• **YOUR GOAL**
Each line of the listing that includes the string "CategoryElements" is to be identified and copied.

DATA FOR PROCESSING section start

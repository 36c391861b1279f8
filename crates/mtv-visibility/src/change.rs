//! Visibility changes, planned against a consistent read and applied in one go.

use std::collections::{BTreeMap, BTreeSet};

use mtv_model::{CategoryOverride, EntityKind, FilterTargets, HierarchyNode, Id, SetType};
use mtv_viewport::Viewport;
use serde::{Deserialize, Serialize};

use crate::error::{Result, VisibilityError};
use crate::status::{VisibilityAggregator, element_context};

/// One mutation of viewport display state.
#[derive(Debug, Clone, PartialEq, Eq, Serialize, Deserialize)]
#[serde(tag = "op", rename_all = "camelCase", rename_all_fields = "camelCase")]
pub enum ViewportWrite {
    ChangeModelDisplay {
        model_ids: BTreeSet<Id>,
        on: bool,
    },
    ChangeCategoryDisplay {
        category_ids: BTreeSet<Id>,
        on: bool,
        enable_all_sub_categories: bool,
    },
    ChangeSubCategoryDisplay {
        sub_category_id: Id,
        on: bool,
    },
    SetPerModelCategoryOverride {
        model_ids: BTreeSet<Id>,
        category_ids: BTreeSet<Id>,
        value: CategoryOverride,
    },
    ClearPerModelCategoryOverrides {
        #[serde(default, skip_serializing_if = "Option::is_none")]
        model_ids: Option<BTreeSet<Id>>,
    },
    /// Adds elements to an override set, keeping its other members.
    AddToDrawn {
        set_type: SetType,
        element_ids: BTreeSet<Id>,
    },
    /// Removes elements from an override set, keeping its other members.
    RemoveFromDrawn {
        set_type: SetType,
        element_ids: BTreeSet<Id>,
    },
}
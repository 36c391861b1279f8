//! Cache configuration.

use std::time::Duration;

use serde::{Deserialize, Serialize};

/// Default debounce window in milliseconds.
pub const DEFAULT_DEBOUNCE_MS: u64 = 20;

/// Settings for the always/never-drawn element cache.
#[derive(Debug, Clone, PartialEq, Eq, Serialize, Deserialize)]
#[serde(default, rename_all = "camelCase")]
pub struct DrawnCacheConfig {
    /// Quiet period after the last set change before the set is re-queried.
    pub debounce_ms: u64,
}

impl Default for DrawnCacheConfig {
    fn default() -> Self {
        Self {
            debounce_ms: DEFAULT_DEBOUNCE_MS,
        }
    }
}

impl DrawnCacheConfig {
    pub fn debounce(&self) -> Duration {
        Duration::from_millis(self.debounce_ms)
    }
}
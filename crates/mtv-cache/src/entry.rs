//! Published cache snapshots.

use std::collections::{BTreeMap, BTreeSet};

use mtv_model::Id;
use mtv_query::ElementInfoRow;

/// Elements of one (model, category) pair.
#[derive(Debug, Clone, Default, PartialEq, Eq)]
struct CategoryElements {
    all: BTreeSet<Id>,
    /// Assembly parent (`None` for root elements) -> elements.
    by_parent: BTreeMap<Option<Id>, BTreeSet<Id>>,
}

/// An override set resolved to `model -> category -> elements`.
///
/// The category is the one of each element's top-most ancestor. A snapshot is
/// complete for the set contents it was built from and never changes once
/// published.
#[derive(Debug, Clone, Default, PartialEq, Eq)]
pub struct CacheEntry {
    models: BTreeMap<Id, BTreeMap<Id, CategoryElements>>,
}

impl CacheEntry {
    pub fn from_rows(rows: impl IntoIterator<Item = ElementInfoRow>) -> Self {
        let mut entry = Self::default();
        for row in rows {
            let category = entry
                .models
                .entry(row.model_id)
                .or_default()
                .entry(row.category_id)
                .or_default();
            category.all.insert(row.id.clone());
            category.by_parent.entry(row.parent_id).or_default().insert(row.id);
        }
        entry
    }

    pub fn is_empty(&self) -> bool {
        self.models.is_empty()
    }

    pub fn model_ids(&self) -> impl Iterator<Item = &Id> {
        self.models.keys()
    }

    /// Elements, optionally restricted to a model and to categories.
    pub fn elements(
        &self,
        model_id: Option<&Id>,
        category_ids: Option<&BTreeSet<Id>>,
    ) -> BTreeSet<Id> {
        let models: Vec<&BTreeMap<Id, CategoryElements>> = match model_id {
            Some(model_id) => self.models.get(model_id).into_iter().collect(),
            None => self.models.values().collect(),
        };
        models
            .into_iter()
            .flat_map(|categories| categories.iter())
            .filter(|(category_id, _)| category_ids.is_none_or(|ids| ids.contains(*category_id)))
            .flat_map(|(_, elements)| elements.all.iter().cloned())
            .collect()
    }

    /// Elements of a (model, category) pair whose assembly parent is `parent_id`.
    /// `None` selects root elements.
    pub fn child_elements(
        &self,
        model_id: &Id,
        category_id: &Id,
        parent_id: Option<&Id>,
    ) -> BTreeSet<Id> {
        self.models
            .get(model_id)
            .and_then(|categories| categories.get(category_id))
            .and_then(|elements| elements.by_parent.get(&parent_id.cloned()))
            .cloned()
            .unwrap_or_default()
    }

    /// Whether any element exists for the (model, category) pair.
    pub fn has_elements(&self, model_id: &Id, category_id: &Id) -> bool {
        self.models
            .get(model_id)
            .and_then(|categories| categories.get(category_id))
            .is_some_and(|elements| !elements.all.is_empty())
    }
}
//! Leaf query provider.

use std::collections::BTreeSet;
use std::sync::Arc;

use futures_util::stream::BoxStream;
use futures_util::{StreamExt, future};
use mtv_model::Id;
use serde::de::DeserializeOwned;

use crate::error::{QueryError, Result};
use crate::query::{Query, QueryOptions, QuerySource, Row};
use crate::rows::{
    CategoryRow, ClassificationCategoryRow, ClassificationRow, DefinitionContainerRow,
    ElementInfoRow, ElementRow, IdRow, ModelRow, SubCategoryRow, SubjectRow,
};

/// Runs hierarchy queries against a [`QuerySource`]. No caching.
#[derive(Clone)]
pub struct QueryProvider {
    source: Arc<dyn QuerySource>,
}

impl std::fmt::Debug for QueryProvider {
    fn fmt(&self, f: &mut std::fmt::Formatter<'_>) -> std::fmt::Result {
        f.debug_struct("QueryProvider").finish_non_exhaustive()
    }
}

impl QueryProvider {
    pub fn new(source: Arc<dyn QuerySource>) -> Self {
        Self { source }
    }

    /// Lazy sequence of decoded rows.
    ///
    /// Each call creates a fresh reader, so the sequence can be restarted by
    /// calling again. An interruption ends the sequence instead of failing it.
    pub fn rows<T>(&self, query: &Query, options: &QueryOptions) -> BoxStream<'static, Result<T>>
    where
        T: DeserializeOwned + Send + 'static,
    {
        let name = query.name();
        tracing::trace!(query = name, "creating query reader");
        self.source
            .create_query_reader(query, options)
            .take_while(move |row| {
                let interrupted = matches!(row, Err(QueryError::Interrupted));
                if interrupted {
                    tracing::debug!(query = name, "query interrupted, ending row sequence");
                }
                future::ready(!interrupted)
            })
            .map(move |row| row.and_then(|row| decode_row(name, row)))
            .boxed()
    }

    /// Collects all rows. An interrupted query yields no rows at all.
    pub async fn collect<T>(&self, query: &Query, options: &QueryOptions) -> Result<Vec<T>>
    where
        T: DeserializeOwned + Send + 'static,
    {
        let name = query.name();
        let mut reader = self.source.create_query_reader(query, options);
        let mut rows = Vec::new();
        while let Some(row) = reader.next().await {
            match row {
                Ok(row) => rows.push(decode_row(name, row)?),
                Err(QueryError::Interrupted) => {
                    tracing::debug!(query = name, "query interrupted, treating as no results");
                    return Ok(Vec::new());
                }
                Err(err) => return Err(err),
            }
        }
        tracing::trace!(query = name, rows = rows.len(), "query complete");
        Ok(rows)
    }

    pub async fn query_subjects(&self) -> Result<Vec<SubjectRow>> {
        self.collect(&Query::Subjects, &QueryOptions::default()).await
    }

    pub async fn query_models(&self) -> Result<Vec<ModelRow>> {
        self.collect(&Query::Models, &QueryOptions::default()).await
    }

    pub async fn query_categories(&self) -> Result<Vec<CategoryRow>> {
        self.collect(&Query::Categories, &QueryOptions::default()).await
    }

    pub async fn query_definition_containers(&self) -> Result<Vec<DefinitionContainerRow>> {
        self.collect(&Query::DefinitionContainers, &QueryOptions::default())
            .await
    }

    pub async fn query_classifications(&self) -> Result<Vec<ClassificationRow>> {
        self.collect(&Query::Classifications, &QueryOptions::default())
            .await
    }

    pub async fn query_classification_categories(&self) -> Result<Vec<ClassificationCategoryRow>> {
        self.collect(&Query::ClassificationCategories, &QueryOptions::default())
            .await
    }

    pub async fn query_model_categories(&self, model_id: &Id) -> Result<Vec<Id>> {
        let query = Query::ModelCategories {
            model_id: model_id.clone(),
        };
        let rows: Vec<IdRow> = self.collect(&query, &QueryOptions::default()).await?;
        Ok(rows.into_iter().map(|row| row.id).collect())
    }

    pub async fn query_category_elements(
        &self,
        model_id: &Id,
        category_id: &Id,
    ) -> Result<Vec<ElementRow>> {
        let query = Query::CategoryElements {
            model_id: model_id.clone(),
            category_id: category_id.clone(),
        };
        self.collect(&query, &QueryOptions::default()).await
    }

    pub async fn query_element_children(&self, element_id: &Id) -> Result<Vec<ElementRow>> {
        let query = Query::ElementChildren {
            element_id: element_id.clone(),
        };
        self.collect(&query, &QueryOptions::default()).await
    }

    pub async fn query_sub_categories(&self, category_id: &Id) -> Result<Vec<SubCategoryRow>> {
        let query = Query::SubCategories {
            category_id: category_id.clone(),
        };
        self.collect(&query, &QueryOptions::default()).await
    }

    /// Owning model and display category of each element, in one batch.
    ///
    /// Runs no query for an empty set.
    pub async fn query_element_category_info(
        &self,
        element_ids: &BTreeSet<Id>,
        options: &QueryOptions,
    ) -> Result<Vec<ElementInfoRow>> {
        if element_ids.is_empty() {
            return Ok(Vec::new());
        }
        let query = Query::ElementCategoryInfo {
            element_ids: element_ids.iter().cloned().collect(),
        };
        self.collect(&query, options).await
    }
}

fn decode_row<T: DeserializeOwned>(query: &'static str, row: Row) -> Result<T> {
    serde_json::from_value(serde_json::Value::Object(row)).map_err(|err| QueryError::Decode {
        query,
        message: err.to_string(),
    })
}
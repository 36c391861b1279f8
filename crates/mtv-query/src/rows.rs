//! Typed rows of the known query shapes.

use mtv_model::Id;
use serde::{Deserialize, Serialize};

#[derive(Debug, Clone, PartialEq, Eq, Serialize, Deserialize)]
#[serde(rename_all = "camelCase")]
pub struct SubjectRow {
    pub id: Id,
    #[serde(default, skip_serializing_if = "Option::is_none")]
    pub parent_id: Option<Id>,
    /// Model the subject stands for when the hierarchy hides the subject.
    #[serde(default, skip_serializing_if = "Option::is_none")]
    pub target_partition_id: Option<Id>,
}

#[derive(Debug, Clone, PartialEq, Eq, Serialize, Deserialize)]
#[serde(rename_all = "camelCase")]
pub struct ModelRow {
    pub id: Id,
    /// Owning subject.
    #[serde(default, skip_serializing_if = "Option::is_none")]
    pub parent_id: Option<Id>,
}

#[derive(Debug, Clone, PartialEq, Eq, Serialize, Deserialize)]
#[serde(rename_all = "camelCase")]
pub struct CategoryRow {
    pub id: Id,
    #[serde(default, skip_serializing_if = "Option::is_none")]
    pub definition_container_id: Option<Id>,
}

#[derive(Debug, Clone, PartialEq, Eq, Serialize, Deserialize)]
#[serde(rename_all = "camelCase")]
pub struct DefinitionContainerRow {
    pub id: Id,
    #[serde(default, skip_serializing_if = "Option::is_none")]
    pub parent_id: Option<Id>,
}

#[derive(Debug, Clone, PartialEq, Eq, Serialize, Deserialize)]
#[serde(rename_all = "camelCase")]
pub struct ClassificationRow {
    pub id: Id,
    pub table_id: Id,
    #[serde(default, skip_serializing_if = "Option::is_none")]
    pub parent_id: Option<Id>,
}

#[derive(Debug, Clone, PartialEq, Eq, Serialize, Deserialize)]
#[serde(rename_all = "camelCase")]
pub struct ClassificationCategoryRow {
    pub classification_id: Id,
    pub category_id: Id,
}

#[derive(Debug, Clone, PartialEq, Eq, Serialize, Deserialize)]
pub struct IdRow {
    pub id: Id,
}

#[derive(Debug, Clone, PartialEq, Eq, Serialize, Deserialize)]
#[serde(rename_all = "camelCase")]
pub struct ElementRow {
    pub id: Id,
    pub category_id: Id,
    #[serde(default, skip_serializing_if = "Option::is_none")]
    pub parent_id: Option<Id>,
}

#[derive(Debug, Clone, PartialEq, Eq, Serialize, Deserialize)]
#[serde(rename_all = "camelCase")]
pub struct SubCategoryRow {
    pub id: Id,
    pub category_id: Id,
    #[serde(default)]
    pub is_default: bool,
}

/// Owning model and category of an element.
///
/// `category_id` is the category of the element's top-most ancestor, which is
/// the category the element is shown under.
#[derive(Debug, Clone, PartialEq, Eq, Serialize, Deserialize)]
#[serde(rename_all = "camelCase")]
pub struct ElementInfoRow {
    pub id: Id,
    pub model_id: Id,
    pub category_id: Id,
    #[serde(default, skip_serializing_if = "Option::is_none")]
    pub parent_id: Option<Id>,
}
impl CachingQueryProvider {
    pub fn new(provider: QueryProvider) -> Self {
        Self {
            provider: Arc::new(provider),
            subjects: Memo::new("subjects"),
            models: Memo::new("models"),
            categories: Memo::new("categories"),
            definition_containers: Memo::new("definition_containers"),
            classifications: Memo::new("classifications"),
            classification_categories: Memo::new("classification_categories"),
            model_categories: KeyedMemo::new("model_categories"),
            category_elements: KeyedMemo::new("category_elements"),
            element_children: KeyedMemo::new("element_children"),
            sub_categories: KeyedMemo::new("sub_categories"),
        }
    }

    /// The wrapped, non-caching provider.
    pub fn provider(&self) -> &QueryProvider {
        &self.provider
    }

    // ========== Whole-hierarchy queries ==========

    pub async fn subjects(&self) -> Result<Arc<Vec<SubjectRow>>> {
        let provider = Arc::clone(&self.provider);
        self.subjects
            .get(&(), move || async move { provider.query_subjects().await }.boxed())
            .await
    }

    pub async fn models(&self) -> Result<Arc<Vec<ModelRow>>> {
        let provider = Arc::clone(&self.provider);
        self.models
            .get(&(), move || async move { provider.query_models().await }.boxed())
            .await
    }

    pub async fn categories(&self) -> Result<Arc<Vec<CategoryRow>>> {
        let provider = Arc::clone(&self.provider);
        self.categories
            .get(&(), move || async move { provider.query_categories().await }.boxed())
            .await
    }

    pub async fn definition_containers(&self) -> Result<Arc<Vec<DefinitionContainerRow>>> {
        let provider = Arc::clone(&self.provider);
        self.definition_containers
            .get(&(), move || {
                async move { provider.query_definition_containers().await }.boxed()
            })
            .await
    }

    pub async fn classifications(&self) -> Result<Arc<Vec<ClassificationRow>>> {
        let provider = Arc::clone(&self.provider);
        self.classifications
            .get(&(), move || async move { provider.query_classifications().await }.boxed())
            .await
    }

    pub async fn classification_categories(&self) -> Result<Arc<Vec<ClassificationCategoryRow>>> {
        let provider = Arc::clone(&self.provider);
        self.classification_categories
            .get(&(), move || {
                async move { provider.query_classification_categories().await }.boxed()
            })
            .await
    }

    // ========== Per-entity queries ==========

    /// Categories of a model's root elements.
    pub async fn model_categories(&self, model_id: &Id) -> Result<Arc<Vec<Id>>> {
        let provider = Arc::clone(&self.provider);
        let key = model_id.clone();
        self.model_categories
            .get(model_id, move || {
                async move { provider.query_model_categories(&key).await }.boxed()
            })
            .await
    }

    /// Root elements of a model in one category.
    pub async fn category_elements(
        &self,
        model_id: &Id,
        category_id: &Id,
    ) -> Result<Arc<Vec<ElementRow>>> {
        let provider = Arc::clone(&self.provider);
        let key = (model_id.clone(), category_id.clone());
        let (model, category) = key.clone();
        self.category_elements
            .get(&key, move || {
                async move { provider.query_category_elements(&model, &category).await }.boxed()
            })
            .await
    }

    /// Direct children of an element.
    pub async fn element_children(&self, element_id: &Id) -> Result<Arc<Vec<ElementRow>>> {
        let provider = Arc::clone(&self.provider);
        let key = element_id.clone();
        self.element_children
            .get(element_id, move || {
                async move { provider.query_element_children(&key).await }.boxed()
            })
            .await
    }

    pub async fn sub_categories(&self, category_id: &Id) -> Result<Arc<Vec<SubCategoryRow>>> {
        let provider = Arc::clone(&self.provider);
        let key = category_id.clone();
        self.sub_categories
            .get(category_id, move || {
                async move { provider.query_sub_categories(&key).await }.boxed()
            })
            .await
    }

    // ========== Derived lookups ==========

    /// The sub-category flagged as default for a category, if any.
    pub async fn default_sub_category(&self, category_id: &Id) -> Result<Option<Id>> {
        let sub_categories = self.sub_categories(category_id).await?;
        Ok(sub_categories
            .iter()
            .find(|sub_category| sub_category.is_default)
            .map(|sub_category| sub_category.id.clone()))
    }

    /// Models under the given subjects, including child subjects and subjects
    /// standing for a single model.
    pub async fn subject_models(&self, subject_ids: &BTreeSet<Id>) -> Result<BTreeSet<Id>> {
        let subjects = self.subjects().await?;
        let models = self.models().await?;

        let mut children: BTreeMap<&Id, Vec<&SubjectRow>> = BTreeMap::new();
        for subject in subjects.iter() {
            if let Some(parent) = &subject.parent_id {
                children.entry(parent).or_default().push(subject);
            }
        }

        let mut reached: BTreeSet<&Id> = BTreeSet::new();
        let mut stack: Vec<&Id> = subject_ids.iter().collect();
        let mut model_ids = BTreeSet::new();
        while let Some(subject_id) = stack.pop() {
            if !reached.insert(subject_id) {
                continue;
            }
            for child in children.get(subject_id).into_iter().flatten() {
                if let Some(partition) = &child.target_partition_id {
                    model_ids.insert(partition.clone());
                }
                stack.push(&child.id);
            }
        }
        for subject in subjects.iter() {
            if subject_ids.contains(&subject.id)
                && let Some(partition) = &subject.target_partition_id
            {
                model_ids.insert(partition.clone());
            }
        }
        model_ids.extend(
            models
                .iter()
                .filter(|model| {
                    model
                        .parent_id
                        .as_ref()
                        .is_some_and(|parent| reached.contains(parent))
                })
                .map(|model| model.id.clone()),
        );
        Ok(model_ids)
    }

    /// Models containing root elements of the category.
    pub async fn category_models(&self, category_id: &Id) -> Result<BTreeSet<Id>> {
        let models = self.models().await?;
        let per_model = future::try_join_all(models.iter().map(|model| async move {
            let categories = self.model_categories(&model.id).await?;
            Ok::<_, crate::QueryError>(categories.contains(category_id).then(|| model.id.clone()))
        }))
        .await?;
        Ok(per_model.into_iter().flatten().collect())
    }

    /// Categories inside the given definition containers, nested ones included.
    pub async fn definition_container_categories(
        &self,
        container_ids: &BTreeSet<Id>,
    ) -> Result<BTreeSet<Id>> {
        let containers = self.definition_containers().await?;
        let categories = self.categories().await?;

        let mut children: BTreeMap<&Id, Vec<&Id>> = BTreeMap::new();
        for container in containers.iter() {
            if let Some(parent) = &container.parent_id {
                children.entry(parent).or_default().push(&container.id);
            }
        }
        let reached = walk(container_ids.iter().collect(), &children);
        Ok(categories
            .iter()
            .filter(|category| {
                category
                    .definition_container_id
                    .as_ref()
                    .is_some_and(|container| reached.contains(container))
            })
            .map(|category| category.id.clone())
            .collect())
    }

    /// Categories related to the given classification tables or
    /// classifications, child classifications included.
    pub async fn classification_categories_of(&self, ids: &BTreeSet<Id>) -> Result<BTreeSet<Id>> {
        let classifications = self.classifications().await?;
        let related = self.classification_categories().await?;

        let mut children: BTreeMap<&Id, Vec<&Id>> = BTreeMap::new();
        let mut roots: Vec<&Id> = Vec::new();
        for classification in classifications.iter() {
            if let Some(parent) = &classification.parent_id {
                children.entry(parent).or_default().push(&classification.id);
            }
            if ids.contains(&classification.id)
                || (classification.parent_id.is_none() && ids.contains(&classification.table_id))
            {
                roots.push(&classification.id);
            }
        }
        let reached = walk(roots, &children);
        Ok(related
            .iter()
            .filter(|relation| reached.contains(&relation.classification_id))
            .map(|relation| relation.category_id.clone())
            .collect())
    }

    /// All elements below the given ones, in breadth-first order.
    pub async fn element_descendants(&self, element_ids: &BTreeSet<Id>) -> Result<Vec<ElementRow>> {
        let mut descendants = Vec::new();
        let mut seen: BTreeSet<Id> = element_ids.clone();
        let mut frontier: Vec<Id> = element_ids.iter().cloned().collect();
        while !frontier.is_empty() {
            let batches =
                future::try_join_all(frontier.iter().map(|id| self.element_children(id))).await?;
            frontier = Vec::new();
            for child in batches.iter().flat_map(|children| children.iter()) {
                if seen.insert(child.id.clone()) {
                    frontier.push(child.id.clone());
                    descendants.push(child.clone());
                }
            }
        }
        Ok(descendants)
    }

    // ========== Invalidation ==========

    pub fn invalidate_subjects(&self) {
        self.subjects.invalidate(None);
    }

    pub fn invalidate_models(&self) {
        self.models.invalidate(None);
    }

    pub fn invalidate_categories(&self) {
        self.categories.invalidate(None);
    }

    pub fn invalidate_definition_containers(&self) {
        self.definition_containers.invalidate(None);
    }

    pub fn invalidate_classifications(&self) {
        self.classifications.invalidate(None);
        self.classification_categories.invalidate(None);
    }

    /// Evicts one model's categories, or all models' when `None`.
    pub fn invalidate_model_categories(&self, model_id: Option<&Id>) {
        self.model_categories.invalidate(model_id);
    }

    /// Evicts root elements of one model, or of all models when `None`.
    pub fn invalidate_category_elements(&self, model_id: Option<&Id>) {
        match model_id {
            Some(model_id) => self.category_elements.retain(|(model, _)| model != model_id),
            None => self.category_elements.invalidate(None),
        }
    }

    pub fn invalidate_element_children(&self, element_id: Option<&Id>) {
        self.element_children.invalidate(element_id);
    }

    pub fn invalidate_sub_categories(&self, category_id: Option<&Id>) {
        self.sub_categories.invalidate(category_id);
    }

    pub fn invalidate_all(&self) {
        self.invalidate_subjects();
        self.invalidate_models();
        self.invalidate_categories();
        self.invalidate_definition_containers();
        self.invalidate_classifications();
        self.invalidate_model_categories(None);
        self.invalidate_category_elements(None);
        self.invalidate_element_children(None);
        self.invalidate_sub_categories(None);
    }
}
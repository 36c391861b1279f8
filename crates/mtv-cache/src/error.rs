//! Cache error types.

use mtv_query::QueryError;
use thiserror::Error;

#[derive(Debug, Clone, PartialEq, Eq, Error)]
pub enum CacheError {
    /// The element query behind a snapshot failed.
    #[error(transparent)]
    Query(#[from] QueryError),

    /// The cache was created outside a tokio runtime.
    #[error("Drawn element cache requires a tokio runtime")]
    NoRuntime,

    #[error("Drawn element cache has been disposed")]
    Disposed,
}

/// Result type alias for cache operations.
pub type Result<T> = std::result::Result<T, CacheError>;
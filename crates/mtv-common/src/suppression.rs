//! Nesting suppression counter.

use tokio::sync::watch;

/// Counts nested suppressions of change processing.
///
/// Work is suppressed while the count is above zero. Every `suppress` must be
/// matched by exactly one `resume`; prefer [`SuppressionCounter::guard`] so the
/// pairing also holds on early returns. Resuming at zero is a caller contract
/// violation: the count saturates and a warning is logged.
#[derive(Debug)]
pub struct SuppressionCounter {
    count: watch::Sender<usize>,
}

impl Default for SuppressionCounter {
    fn default() -> Self {
        Self::new()
    }
}

impl SuppressionCounter {
    pub fn new() -> Self {
        Self {
            count: watch::Sender::new(0),
        }
    }

    /// Increments the count and returns the new value.
    pub fn suppress(&self) -> usize {
        let mut count = 0;
        self.count.send_modify(|value| {
            *value += 1;
            count = *value;
        });
        count
    }

    /// Decrements the count. Returns `true` when this call released the last
    /// suppression.
    pub fn resume(&self) -> bool {
        let mut released = false;
        self.count.send_if_modified(|value| {
            if *value == 0 {
                tracing::warn!("resume called without a matching suppress");
                return false;
            }
            *value -= 1;
            released = *value == 0;
            true
        });
        released
    }

    pub fn count(&self) -> usize {
        *self.count.borrow()
    }

    pub fn is_suppressed(&self) -> bool {
        self.count() > 0
    }

    /// Waits until no suppression is active. Returns immediately if none is.
    pub async fn wait_released(&self) {
        let mut rx = self.count.subscribe();
        // The sender lives in `self`, so the channel cannot close while borrowed.
        let _ = rx.wait_for(|count| *count == 0).await;
    }

    /// Suppresses until the returned guard is dropped.
    pub fn guard(&self) -> SuppressionGuard<'_> {
        self.suppress();
        SuppressionGuard { counter: self }
    }
}

/// Scoped suppression; resumes on drop.
#[must_use = "suppression ends when the guard is dropped"]
#[derive(Debug)]
pub struct SuppressionGuard<'a> {
    counter: &'a SuppressionCounter,
}

impl Drop for SuppressionGuard<'_> {
    fn drop(&mut self) {
        self.counter.resume();
    }
}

DATA FOR PROCESSING section end

• **SOLVED EXERCISE**
struct CategoryElements {
    models: BTreeMap<Id, BTreeMap<Id, CategoryElements>>,
        let models: Vec<&BTreeMap<Id, CategoryElements>> = match model_id {
        let query = Query::CategoryElements {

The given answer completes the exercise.